Si l’on suit maintenant un complexe pathogène depuis sa représentance dans le conscient (qu’elle soit évidente sous forme de symptôme, ou même tout à fait inapparente) jusqu’à sa racine dans l’inconscient, on arrivera bientôt dans une région où la résistance prévaut si nettement que la première idée incidente venue doit forcément la prendre en compte et apparaître comme un compromis entre ses exigences et celles du travail de recherche. Ici, comme l’expérience en témoigne, intervient alors le transfert. Quand quelque chose, quoi que ce soit, issu du matériau du complexe (le contenu du complexe) se prête à être transféré sur la personne du médecin, ce transfert s’instaure, fournissant la première idée incidente et s’annonçant par les indices d’une résistance, par·exemple par un blocage. Nous inférons de cette expérience que si cette idée transférentielle a pénétré jusqu’à la conscience avant toutes les autres possibilités d’idées incidentes, c’est parce qu’elle satisfait aussi la résistance. Un tel processus se répète au cours d’une analyse un nombre incalculable de fois. Sans cesse, lorsqu’on s’approche d’un complexe pathogène, c’est d’abord la part du complexe apte au transfert qui se trouve poussée dans la conscience, et qui est défendue avec la plus grande opiniâtreté[7].
Une fois cette part surmontée, le surmontement des autres constituants du complexe ne fait plus guère de difficultés. Plus une cure analytique dure longtemps et plus le malade a reconnu nettement que des déformations du matériel pathogène n’offrent pas à elles seules une protection contre la mise à découvert, plus il se sert avec conséquence de cette seule sorte de déformation qui lui apporte manifestement les plus grands avantages : la déformation par transfert. Tout cela prend la direction d’une situation dans laquelle finalement tous les conflits doivent être menés à leur terme dans ledomaine du transfert.
Le transfert dans la cure analytique nous apparaît donc d’emblée, encore et toujours, comme l’arme la plus puissante de la résistance, et nous avons le droit d’en conclure que l’intensité et la persévérance du transfert sont un effet et une expression de la résistance. La question du mécanisme du transfert est certes entièrement réglée quand on ramène celui-ci à l’apprêtement de la libido, qui est restée sous l’empire d’imagines infantiles ; on ne réussit cependant à élucider son rôle dans la cure qu’en abordant ses relations avec la résistance.

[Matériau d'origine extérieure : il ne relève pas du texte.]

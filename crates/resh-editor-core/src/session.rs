//! One editing session: a document, its view, and everything downstream.
//!
//! Deliveries go to the render coordinator. Commits coming out of it feed the
//! auto-save coordinator and refresh the SEO score and word count. Closing
//! the session cancels every timer and reports whether a final save is
//! still needed.

use resh_common::{EditorConfig, StoreError};
use web_time::Instant;

use crate::autosave::{AutoSaveCoordinator, AutoSaveState, AutoSaveStatus, Draft, SaveTicket};
use crate::normalize::{MarkdownRenderer, MarkupRenderer, word_count};
use crate::render::{CommittedChange, DeliverOutcome, RenderCoordinator, RenderEvent, ViewMode};
use crate::seo::{ScoreBreakdown, ScoredCandidate, score_breakdown};
use crate::store::{DocumentStore, StoredDocument};
use crate::stream::StreamTarget;
use crate::target::EditingTarget;
use crate::view::ViewSink;

#[derive(Debug, Clone, PartialEq, Eq)]
pub enum SessionEvent {
    Render(RenderEvent),
    /// SEO score recomputed after a commit or an input change.
    Rescored(ScoreBreakdown),
}

pub struct EditorSession<V, R = MarkdownRenderer> {
    render: RenderCoordinator<V, R>,
    autosave: AutoSaveCoordinator,
    seo: ScoredCandidate,
    score: ScoreBreakdown,
    word_count: usize,
    closed: bool,
}

impl<V: ViewSink> EditorSession<V, MarkdownRenderer> {
    pub fn new(target: EditingTarget, view: V, saved: Draft, config: &EditorConfig) -> Self {
        Self::with_renderer(target, view, MarkdownRenderer, saved, config)
    }
}

impl<V: ViewSink, R: MarkupRenderer> EditorSession<V, R> {
    /// Start a session. `saved` is the document as last persisted; the view
    /// is expected to already show its content.
    pub fn with_renderer(
        target: EditingTarget,
        view: V,
        renderer: R,
        saved: Draft,
        config: &EditorConfig,
    ) -> Self {
        let seo = ScoredCandidate::new(
            saved.title.clone(),
            saved.meta_description.clone(),
            saved.keyword.clone(),
        );
        let score = score_breakdown(&seo);
        let words = word_count(&saved.content);
        tracing::debug!(document = %target, words, "editor session opened");
        Self {
            render: RenderCoordinator::with_renderer(view, renderer, config.render.clone()),
            autosave: AutoSaveCoordinator::new(target, saved, &config.autosave),
            seo,
            score,
            word_count: words,
            closed: false,
        }
    }

    /// Accept the full current text from a producer.
    pub fn deliver(&mut self, text: &str, now: Instant) -> DeliverOutcome {
        if self.closed {
            return DeliverOutcome::Unchanged;
        }
        self.render.deliver(text, now)
    }

    pub fn observe_view_edit(&mut self, now: Instant) -> bool {
        !self.closed && self.render.observe_view_edit(now)
    }

    /// Switch between visual and code editing. A commit flushed by the
    /// switch is forwarded immediately.
    pub fn set_mode(&mut self, mode: ViewMode, now: Instant) -> Vec<SessionEvent> {
        let mut events = Vec::new();
        if let Some(change) = self.render.set_mode(mode) {
            self.apply_commit(change, now, &mut events);
        }
        events
    }

    /// Run due timers.
    pub fn tick(&mut self, now: Instant) -> Vec<SessionEvent> {
        let mut events = Vec::new();
        for event in self.render.tick(now) {
            match event {
                RenderEvent::Committed(change) => self.apply_commit(change, now, &mut events),
                other => events.push(SessionEvent::Render(other)),
            }
        }
        events
    }

    fn apply_commit(&mut self, change: CommittedChange, now: Instant, events: &mut Vec<SessionEvent>) {
        self.word_count = change.word_count;
        self.autosave.observe_content(change.markup.clone(), now);
        events.push(SessionEvent::Render(RenderEvent::Committed(change)));
        self.score = score_breakdown(&self.seo);
        events.push(SessionEvent::Rescored(self.score.clone()));
    }

    /// Replace the SEO inputs. Title, keyword and description are persisted
    /// with the document; related keywords only affect the score.
    pub fn set_seo_inputs(&mut self, inputs: ScoredCandidate, now: Instant) -> &ScoreBreakdown {
        if !self.closed {
            self.autosave.set_metadata(
                inputs.title.clone(),
                inputs.keyword.clone(),
                inputs.description.clone(),
                now,
            );
        }
        self.seo = inputs;
        self.score = score_breakdown(&self.seo);
        &self.score
    }

    pub fn set_featured_image(&mut self, media_id: Option<u64>, now: Instant) {
        if !self.closed {
            self.autosave.set_featured_image(media_id, now);
        }
    }

    pub fn set_categories(&mut self, categories: Vec<u64>, now: Instant) {
        if !self.closed {
            self.autosave.set_categories(categories, now);
        }
    }

    /// Start a save if the auto-save window elapsed.
    pub fn poll_save(&mut self, now: Instant) -> Option<SaveTicket> {
        self.autosave.poll(now)
    }

    pub fn complete_save(
        &mut self,
        ticket: SaveTicket,
        result: Result<StoredDocument, StoreError>,
        now: Instant,
    ) -> AutoSaveStatus {
        self.autosave.complete(ticket, result, now)
    }

    pub async fn save_due<S: DocumentStore>(
        &mut self,
        store: &S,
        now: Instant,
    ) -> Option<Result<StoredDocument, StoreError>> {
        self.autosave.save_due(store, now).await
    }

    /// Save now, bypassing debounces. Any commit still waiting in the render
    /// coordinator is pulled in first.
    pub async fn force_save<S: DocumentStore>(
        &mut self,
        store: &S,
        now: Instant,
    ) -> Option<Result<StoredDocument, StoreError>> {
        if let Some(change) = self.render.flush() {
            let mut events = Vec::new();
            self.apply_commit(change, now, &mut events);
        }
        self.autosave.flush(store, now).await
    }

    /// Tear the session down. Every timer is cancelled and the view is left
    /// alone. Content that had not been committed yet is handed to auto-save.
    ///
    /// Returns whether unsaved changes remain, in which case the caller
    /// should issue a final [`force_save`](Self::force_save).
    pub fn close(&mut self, now: Instant) -> bool {
        if self.closed {
            return self.autosave.has_unsaved_changes();
        }
        self.closed = true;
        if let Some(change) = self.render.teardown() {
            self.word_count = change.word_count;
            self.autosave.observe_content(change.markup, now);
        }
        self.autosave.teardown();
        let unsaved = self.autosave.has_unsaved_changes();
        tracing::debug!(document = %self.autosave.target(), unsaved, "editor session closed");
        unsaved
    }

    /// Earliest instant at which [`tick`](Self::tick) or
    /// [`poll_save`](Self::poll_save) has work to do.
    pub fn next_deadline(&self) -> Option<Instant> {
        match (self.render.next_deadline(), self.autosave.next_deadline()) {
            (Some(a), Some(b)) => Some(a.min(b)),
            (a, b) => a.or(b),
        }
    }

    pub fn target(&self) -> &EditingTarget {
        self.autosave.target()
    }

    pub fn score(&self) -> &ScoreBreakdown {
        &self.score
    }

    pub fn seo_inputs(&self) -> &ScoredCandidate {
        &self.seo
    }

    pub fn word_count(&self) -> usize {
        self.word_count
    }

    pub fn save_state(&self) -> AutoSaveState {
        self.autosave.state()
    }

    pub fn save_status(&self) -> AutoSaveStatus {
        self.autosave.status()
    }

    pub fn mode(&self) -> ViewMode {
        self.render.mode()
    }

    pub fn is_closed(&self) -> bool {
        self.closed
    }

    pub fn render(&self) -> &RenderCoordinator<V, R> {
        &self.render
    }

    pub fn view(&self) -> &V {
        self.render.view()
    }

    pub fn view_mut(&mut self) -> &mut V {
        self.render.view_mut()
    }
}

impl<V: ViewSink, R: MarkupRenderer> StreamTarget for EditorSession<V, R> {
    fn receive(&mut self, text: &str, now: Instant) {
        self.deliver(text, now);
    }

    fn progress(&mut self, step: &str, percent: u8) {
        tracing::trace!(document = %self.target(), step, percent, "generation progress");
    }
}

D’où vient que le transfert se prête de façon si privilégiée à être le moyen de la résistance ? On pourrait penser qu’ici la réponse ne serait pas difficile à donner. Il est bien clair que l’aveu de toute motion de souhait prohibée est rendu particulièrement difficile quand il doit être fait devant la personne même à qui s’adresse la motion. Cette obligation produit des situations qui dans la réalité effective apparaissent comme à peine négociables. Or c’est précisément cela que veut atteindre l’analysé, quand il fait coïncider l’objet de ses motions de sentiment avec le médecin. Une réflexion plus poussée montre toutefois que ce gain apparent ne peut fournir la solution du problème. Une relation d’attachement tendre et plein d’abandon peut bien au demeurant aider à franchir toutes les difficultés de l’aveu. On a bien coutume de dire dans des circonstances réelles analogues : devant toi je n’ai pas honte, à toi je peux tout dire. Le transfert sur le médecin pourrait donc tout aussi bien servir à faciliter l’aveu, et l’on ne comprendrait pas pourquoi il rend l’aveu difficile.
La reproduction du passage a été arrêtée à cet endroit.